Kondisi jenazah yang diduga kuat merupakan korban kelima bencana tanah longsor Desa Banaran, Pulung,  Ponorogo sudah busuk dan rusak sehingga sulit diidentifikasi. Tim DVI (disaster victim identification) Polda Jatim membutuhkan waktu selama 2 pekan untuk mengindektifikasi jenazah itu.
paringan.blogspot.com
“Tanda-tanda visual sudah tidak bisa dikenali karena jasad sudah mengalami pembusukan,” kata tim DVI Bidokkes Polda Jatim dari RS Bhayangkara Kediri, Tutik Purwanti, saat dimintai konfirmasi seusai pemeriksaan di RSUD dr.
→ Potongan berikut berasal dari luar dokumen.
pub mod binance;
pub mod fetcher;

pub use binance::BinanceClient;
pub use fetcher::DataFetcher;

use async_trait::async_trait;
use std::fmt;
use thiserror::Error;

use crate::models::{CandleSeries, Timeframe};

/// Provider failures. All of these are treated as transient by the
/// fetch layer and answered with a cooldown and a retry.
#[derive(Debug, Error)]
pub enum MarketError {
    #[error("http request failed: {0}")]
    Http(#[from] reqwest::Error),
    #[error("api error {status}: {body}")]
    Api {
        status: reqwest::StatusCode,
        body: String,
    },
    #[error("malformed kline response: {0}")]
    Malformed(String),
}

#[derive(Debug, Clone, Copy, PartialEq, Eq)]
pub enum OrderSide {
    Buy,
    Sell,
}

impl fmt::Display for OrderSide {
    fn fmt(&self, f: &mut fmt::Formatter<'_>) -> fmt::Result {
        match self {
            OrderSide::Buy => write!(f, "BUY"),
            OrderSide::Sell => write!(f, "SELL"),
        }
    }
}

#[async_trait]
pub trait MarketData: Send + Sync {
    /// Fetch the most recent `limit` candles for `symbol`, oldest first.
    async fn fetch_klines(
        &self,
        symbol: &str,
        timeframe: Timeframe,
        limit: usize,
    ) -> Result<CandleSeries, MarketError>;

    /// Submit a market order. Only called when live orders are enabled.
    async fn place_market_order(
        &self,
        symbol: &str,
        side: OrderSide,
        quantity: f64,
    ) -> Result<(), MarketError>;
}
use std::sync::Arc;
use std::time::Duration;
use tracing::warn;

use crate::exchange::MarketData;
use crate::models::{CandleSeries, Timeframe};

/// Wraps the provider with a blocking-retry policy: a failed request is
/// logged, the calling loop sleeps out the cooldown, and the identical
/// request is reissued until it succeeds. Callers never see a provider
/// error, only latency.
#[derive(Clone)]
pub struct DataFetcher {
    market: Arc<dyn MarketData>,
    cooldown: Duration,
}

impl DataFetcher {
    pub fn new(market: Arc<dyn MarketData>, cooldown: Duration) -> Self {
        Self { market, cooldown }
    }

    pub async fn fetch(
        &self,
        symbol: &str,
        timeframe: Timeframe,
        limit: usize,
    ) -> CandleSeries {
        loop {
            match self.market.fetch_klines(symbol, timeframe, limit).await {
                Ok(series) => return series,
                Err(e) => {
                    warn!(
                        %symbol,
                        %timeframe,
                        cooldown_secs = self.cooldown.as_secs(),
                        "kline fetch failed, retrying after cooldown: {e}"
                    );
                    tokio::time::sleep(self.cooldown).await;
                }
            }
        }
    }
}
Hardjono.

Setelah dilakukan pemeriksaan intensif di kamar jenazah oleh tim DVI dari RS Bhayangkara Kediri, Tutik menyatakan tak banyak informasi khusus yang bisa ia dapatkan untuk mengungkap identitas korban kelima yang sebelumnya dinyatakan hilang dalam peristiwa bencana longsor di Desa Banaran.

Selain visual wajah yang tidak bisa di kenali, tim DVI juga kesulitan mendapatkan sidik jari karena jasad korban sudah mengalami pengelupasan kulit.

Tim DVI tidak menemukan satupun tanda-tanda khas pada tubuh korban, seperti tahi lalat, bekas operasi.dll yang bisa di kenali hanya jenis kelamin yakni laki-laki sekitar umur 50-70 tahun, tinggi 168 cm, kuku jari panjang.

Upaya lanjutan yang di lakukan adalah mengambil sampel sumsum tulang belakang korban, sampel tersebut akan di bawa ke Pusat Laboratorium Forensik Mabes Polri di Jakarta untuk pemeriksaan DNA.